INPUT FOR THIS TASK Block Start
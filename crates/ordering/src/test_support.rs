use async_trait::async_trait;
use cache::{CacheError, ResultCache};
use chrono::Utc;
use domain::{NewOrder, Order, ProductInfo};
use messaging::{EventPublisher, PublisherError};
use order_store::{OrderStore, StoreError};
use rust_decimal::Decimal;
use std::sync::atomic::{AtomicBool, AtomicUsize, Ordering};
use std::sync::Mutex;
use std::time::Duration;
use uuid::Uuid;

pub fn product(id: Uuid, unit_price: Decimal, available_quantity: u32) -> ProductInfo {
    ProductInfo {
        id,
        name: "Test Product".to_string(),
        unit_price,
        available_quantity,
    }
}

/// Cache whose backend is always down
pub struct UnreachableCache;

#[async_trait]
impl ResultCache for UnreachableCache {
    async fn get(&self, _key: &str) -> Result<Option<String>, CacheError> {
        Err(CacheError::Connection("connection refused".to_string()))
    }

    async fn set(&self, _key: &str, _value: String, _ttl: Duration) -> Result<(), CacheError> {
        Err(CacheError::Connection("connection refused".to_string()))
    }

    async fn delete(&self, _key: &str) -> Result<(), CacheError> {
        Err(CacheError::Connection("connection refused".to_string()))
    }
}

/// In-memory order store that counts calls
#[derive(Default)]
pub struct FakeStore {
    orders: Mutex<Vec<Order>>,
    pub save_calls: AtomicUsize,
    pub find_calls: AtomicUsize,
    pub fail: AtomicBool,
}

impl FakeStore {
    pub fn new() -> Self {
        Self::default()
    }

    pub fn failing() -> Self {
        let store = Self::default();
        store.fail.store(true, Ordering::SeqCst);
        store
    }

    pub fn saves(&self) -> usize {
        self.save_calls.load(Ordering::SeqCst)
    }

    pub fn finds(&self) -> usize {
        self.find_calls.load(Ordering::SeqCst)
    }
}

#[async_trait]
impl OrderStore for FakeStore {
    async fn save(&self, order: NewOrder) -> Result<Order, StoreError> {
        self.save_calls.fetch_add(1, Ordering::SeqCst);
        if self.fail.load(Ordering::SeqCst) {
            return Err(StoreError::DatabaseError(sqlx_pool_closed()));
        }
        let order = order.into_order(Utc::now());
        self.orders.lock().unwrap().push(order.clone());
        Ok(order)
    }

    async fn find_by_product_id(&self, product_id: Uuid) -> Result<Vec<Order>, StoreError> {
        self.find_calls.fetch_add(1, Ordering::SeqCst);
        if self.fail.load(Ordering::SeqCst) {
            return Err(StoreError::DatabaseError(sqlx_pool_closed()));
        }
        Ok(self
            .orders
            .lock()
            .unwrap()
            .iter()
            .filter(|o| o.product_id == product_id)
            .cloned()
            .collect())
    }
}

fn sqlx_pool_closed() -> sqlx::Error {
    sqlx::Error::PoolClosed
}

#[derive(Debug, Clone)]
pub struct Published {
    pub topic: String,
    pub routing_key: String,
    pub body: Vec<u8>,
}

/// Publisher that records every attempt
#[derive(Default)]
pub struct FakePublisher {
    pub published: Mutex<Vec<Published>>,
    pub fail: AtomicBool,
}

impl FakePublisher {
    pub fn new() -> Self {
        Self::default()
    }

    pub fn failing() -> Self {
        let publisher = Self::default();
        publisher.fail.store(true, Ordering::SeqCst);
        publisher
    }

    pub fn attempts(&self) -> Vec<Published> {
        self.published.lock().unwrap().clone()
    }
}

#[async_trait]
impl EventPublisher for FakePublisher {
    async fn publish(
        &self,
        topic: &str,
        routing_key: &str,
        body: Vec<u8>,
    ) -> Result<(), PublisherError> {
        self.published.lock().unwrap().push(Published {
            topic: topic.to_string(),
            routing_key: routing_key.to_string(),
            body,
        });
        if self.fail.load(Ordering::SeqCst) {
            return Err(PublisherError::PublishFailed("broker unavailable".to_string()));
        }
        Ok(())
    }
}
use cache::ResultCache;
use common::metrics::{self, SideEffect};
use domain::{CreateOrderRequest, DomainEvent, NewOrder, Order, OrderCreatedEvent};
use messaging::EventPublisher;
use order_store::OrderStore;
use std::fmt::Display;
use std::sync::Arc;
use std::time::{Duration, Instant};
use tracing::{debug, error, info, warn};
use uuid::Uuid;

use crate::errors::{OrderError, ProductError};
use crate::keys::orders_cache_key;
use crate::product::ProductInfoResolver;

#[derive(Debug, Clone)]
pub struct OrderServiceSettings {
    /// Topic order events are published to
    pub topic: String,
    /// Expiry of cached order listings
    pub listing_ttl: Duration,
}

impl Default for OrderServiceSettings {
    fn default() -> Self {
        Self {
            topic: "orders_exchange".to_string(),
            listing_ttl: Duration::from_secs(600),
        }
    }
}

/// Coordinates pricing, persistence, announcement and listing caches.
///
/// Holds only shared handles, so one instance serves all requests.
pub struct OrderService {
    resolver: Arc<dyn ProductInfoResolver>,
    store: Arc<dyn OrderStore>,
    cache: Arc<dyn ResultCache>,
    publisher: Arc<dyn EventPublisher>,
    settings: OrderServiceSettings,
}

impl OrderService {
    pub fn new(
        resolver: Arc<dyn ProductInfoResolver>,
        store: Arc<dyn OrderStore>,
        cache: Arc<dyn ResultCache>,
        publisher: Arc<dyn EventPublisher>,
        settings: OrderServiceSettings,
    ) -> Self {
        Self {
            resolver,
            store,
            cache,
            publisher,
            settings,
        }
    }

    /// Price, persist and announce an order.
    ///
    /// Fails without side effects if the product can't be resolved, stock is
    /// short or the store rejects the write. Once the order is stored the
    /// call succeeds; publishing and listing invalidation are best effort.
    pub async fn create_order(&self, req: &CreateOrderRequest) -> Result<Order, OrderError> {
        let start = Instant::now();
        let result = self.create_order_inner(req).await;
        metrics::record_command("create_order", result.is_ok(), start.elapsed().as_secs_f64());
        result
    }

    async fn create_order_inner(&self, req: &CreateOrderRequest) -> Result<Order, OrderError> {
        let product = self.resolver.get_product_info(req.product_id).await?;

        if !product.has_stock_for(req.quantity) {
            info!(
                product_id = %req.product_id,
                requested = req.quantity,
                available = product.available_quantity,
                "Rejecting order: insufficient stock"
            );
            return Err(OrderError::InsufficientStock {
                product_id: req.product_id,
                requested: req.quantity,
                available: product.available_quantity,
            });
        }

        let total_price = product.total_for(req.quantity).ok_or_else(|| {
            ProductError::InvalidResponse(format!(
                "price {} for product {} overflows at quantity {}",
                product.unit_price, req.product_id, req.quantity
            ))
        })?;
        let new_order = NewOrder::pending(req.product_id, total_price);

        let order = self.store.save(new_order).await.map_err(|e| {
            error!(product_id = %req.product_id, "Failed to save order: {}", e);
            OrderError::Storage(e)
        })?;

        info!(
            order_id = %order.id,
            product_id = %order.product_id,
            total_price = %order.total_price,
            "Order created"
        );

        let published = self.publish_order_created(&order, req.quantity).await;
        report(SideEffect::Publish, order.product_id, published);

        let invalidated = self.cache.delete(&orders_cache_key(req.product_id)).await;
        report(SideEffect::ListingInvalidate, req.product_id, invalidated);

        Ok(order)
    }

    async fn publish_order_created(&self, order: &Order, quantity: u32) -> Result<(), String> {
        let event = OrderCreatedEvent::from_order(order, quantity);
        let body = event.to_body().map_err(|e| e.to_string())?;

        self.publisher
            .publish(&self.settings.topic, OrderCreatedEvent::routing_key(), body)
            .await
            .map_err(|e| e.to_string())
    }

    /// Orders for a product, served from the listing cache when possible.
    /// Order is whatever the store returns.
    pub async fn get_orders_by_product_id(&self, product_id: Uuid) -> Result<Vec<Order>, OrderError> {
        let start = Instant::now();
        let result = self.get_orders_inner(product_id).await;
        metrics::record_command("list_orders", result.is_ok(), start.elapsed().as_secs_f64());
        result
    }

    async fn get_orders_inner(&self, product_id: Uuid) -> Result<Vec<Order>, OrderError> {
        let key = orders_cache_key(product_id);

        if let Some(orders) = self.read_listing(&key).await {
            debug!(product_id = %product_id, count = orders.len(), "CACHE HIT (orders)");
            metrics::record_cache_request("listing", true);
            return Ok(orders);
        }

        debug!(product_id = %product_id, "CACHE MISS (orders)");
        metrics::record_cache_request("listing", false);

        let orders = self.store.find_by_product_id(product_id).await?;

        let populated = match serde_json::to_string(&orders) {
            Ok(json) => self
                .cache
                .set(&key, json, self.settings.listing_ttl)
                .await
                .map_err(|e| e.to_string()),
            Err(e) => Err(e.to_string()),
        };
        report(SideEffect::ListingPopulate, product_id, populated);

        Ok(orders)
    }

    /// Unreadable or malformed entries count as a miss
    async fn read_listing(&self, key: &str) -> Option<Vec<Order>> {
        let raw = match self.cache.get(key).await {
            Ok(raw) => raw?,
            Err(e) => {
                warn!(key, "Order cache unavailable: {}", e);
                return None;
            }
        };

        serde_json::from_str(&raw)
            .map_err(|e| warn!(key, "Ignoring malformed cached order listing: {}", e))
            .ok()
    }
}

/// Outcome channel for best-effort steps: counted always, logged on failure
fn report<E: Display>(effect: SideEffect, product_id: Uuid, outcome: Result<(), E>) {
    match outcome {
        Ok(()) => metrics::record_side_effect(effect, true),
        Err(e) => {
            metrics::record_side_effect(effect, false);
            warn!(
                effect = effect.as_str(),
                product_id = %product_id,
                "Best-effort step failed: {}",
                e
            );
        }
    }
}
use async_trait::async_trait;
use rdkafka::config::ClientConfig;
use rdkafka::message::{Header, OwnedHeaders};
use rdkafka::producer::{FutureProducer, FutureRecord};
use rdkafka::util::Timeout;
use std::time::Duration;
use thiserror::Error;
use tracing::{debug, warn};

#[derive(Debug, Error)]
pub enum PublisherError {
    #[error("Failed to create Kafka producer: {0}")]
    ProducerCreation(String),

    #[error("Failed to publish event: {0}")]
    PublishFailed(String),
}

/// Fire-and-forget publish primitive. One attempt per call.
#[async_trait]
pub trait EventPublisher: Send + Sync {
    async fn publish(
        &self,
        topic: &str,
        routing_key: &str,
        body: Vec<u8>,
    ) -> Result<(), PublisherError>;
}

/// Kafka event publisher.
///
/// The routing key becomes the record key and is also carried in a
/// `routing_key` header so consumers can filter without parsing the body.
pub struct KafkaEventPublisher {
    producer: FutureProducer,
    send_timeout: Duration,
}

impl KafkaEventPublisher {
    /// Create a new publisher
    ///
    /// # Arguments
    /// * `brokers` - Comma-separated list of Kafka brokers (e.g., "localhost:9092")
    ///
    /// # Example
    /// ```no_run
    /// use messaging::KafkaEventPublisher;
    ///
    /// let publisher = KafkaEventPublisher::new("localhost:9092")
    ///     .expect("Failed to create publisher");
    /// ```
    pub fn new(brokers: &str) -> Result<Self, PublisherError> {
        debug!("Creating Kafka producer for brokers: {}", brokers);

        let producer: FutureProducer = ClientConfig::new()
            .set("bootstrap.servers", brokers)
            .set("message.timeout.ms", "5000")
            .set("acks", "1")
            // at-most-once: a failed send is reported, never resent
            .set("retries", "0")
            .create()
            .map_err(|e| PublisherError::ProducerCreation(e.to_string()))?;

        Ok(Self {
            producer,
            send_timeout: Duration::from_secs(5),
        })
    }
}

#[async_trait]
impl EventPublisher for KafkaEventPublisher {
    async fn publish(
        &self,
        topic: &str,
        routing_key: &str,
        body: Vec<u8>,
    ) -> Result<(), PublisherError> {
        let headers = OwnedHeaders::new()
            .insert(Header {
                key: "routing_key",
                value: Some(routing_key),
            })
            .insert(Header {
                key: "content-type",
                value: Some("application/json"),
            });

        let record = FutureRecord::to(topic)
            .key(routing_key)
            .payload(&body)
            .headers(headers);

        match self
            .producer
            .send(record, Timeout::After(self.send_timeout))
            .await
        {
            Ok((partition, offset)) => {
                debug!(
                    topic,
                    routing_key,
                    partition,
                    offset,
                    "Event published"
                );
                Ok(())
            }
            Err((err, _)) => {
                warn!(topic, routing_key, "Failed to publish event: {}", err);
                Err(PublisherError::PublishFailed(err.to_string()))
            }
        }
    }
}
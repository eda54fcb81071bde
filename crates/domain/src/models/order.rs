use chrono::{DateTime, Utc};
use rust_decimal::Decimal;
use serde::{Deserialize, Serialize};
use std::fmt;
use std::str::FromStr;
use uuid::Uuid;

use crate::errors::DomainError;

/// Lifecycle status of an order.
///
/// Orders are created as `Pending`. Moving to `Processed` or `Failed` is done
/// by whoever consumes the `order.created` event, never by this service.
#[derive(Debug, Clone, Copy, PartialEq, Eq, Serialize, Deserialize)]
#[serde(rename_all = "UPPERCASE")]
pub enum OrderStatus {
    Pending,
    Processed,
    Failed,
}

impl OrderStatus {
    pub fn as_str(&self) -> &'static str {
        match self {
            OrderStatus::Pending => "PENDING",
            OrderStatus::Processed => "PROCESSED",
            OrderStatus::Failed => "FAILED",
        }
    }
}

impl fmt::Display for OrderStatus {
    fn fmt(&self, f: &mut fmt::Formatter<'_>) -> fmt::Result {
        f.write_str(self.as_str())
    }
}

impl FromStr for OrderStatus {
    type Err = DomainError;

    fn from_str(s: &str) -> Result<Self, Self::Err> {
        match s {
            "PENDING" => Ok(OrderStatus::Pending),
            "PROCESSED" => Ok(OrderStatus::Processed),
            "FAILED" => Ok(OrderStatus::Failed),
            other => Err(DomainError::UnknownStatus(other.to_string())),
        }
    }
}

/// A persisted order. Read-only once saved.
#[derive(Debug, Clone, PartialEq, Serialize, Deserialize)]
#[serde(rename_all = "camelCase")]
pub struct Order {
    pub id: Uuid,
    pub product_id: Uuid,
    pub total_price: Decimal,
    pub status: OrderStatus,
    pub created_at: DateTime<Utc>,
}

/// An order that has been priced but not yet written to the store.
/// The store assigns `created_at`.
#[derive(Debug, Clone, PartialEq)]
pub struct NewOrder {
    pub id: Uuid,
    pub product_id: Uuid,
    pub total_price: Decimal,
    pub status: OrderStatus,
}

impl NewOrder {
    /// New pending order with a freshly generated identifier
    pub fn pending(product_id: Uuid, total_price: Decimal) -> Self {
        Self {
            id: Uuid::new_v4(),
            product_id,
            total_price,
            status: OrderStatus::Pending,
        }
    }

    /// Attach the persistence timestamp
    pub fn into_order(self, created_at: DateTime<Utc>) -> Order {
        Order {
            id: self.id,
            product_id: self.product_id,
            total_price: self.total_price,
            status: self.status,
            created_at,
        }
    }
}
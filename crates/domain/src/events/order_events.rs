use super::{DomainEvent, ORDER_CREATED};
use crate::models::order::Order;
use chrono::{DateTime, Utc};
use serde::{Deserialize, Serialize};
use uuid::Uuid;

/// Announcement that an order was persisted. Never stored, only published.
#[derive(Debug, Clone, PartialEq, Serialize, Deserialize)]
#[serde(rename_all = "camelCase")]
pub struct OrderCreatedEvent {
    pub order_id: Uuid,
    pub product_id: Uuid,
    pub quantity_ordered: u32,
    pub timestamp: DateTime<Utc>,
}

impl OrderCreatedEvent {
    pub fn from_order(order: &Order, quantity_ordered: u32) -> Self {
        Self {
            order_id: order.id,
            product_id: order.product_id,
            quantity_ordered,
            timestamp: Utc::now(),
        }
    }
}

impl DomainEvent for OrderCreatedEvent {
    fn routing_key() -> &'static str {
        ORDER_CREATED
    }
}
pub mod order_commands;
INPUT FOR THIS TASK Block End
→ ASSIGNED TASK: Provide the number of lines above containing "NewOrder" and nothing else.

→ EXERCISE RESULT: 6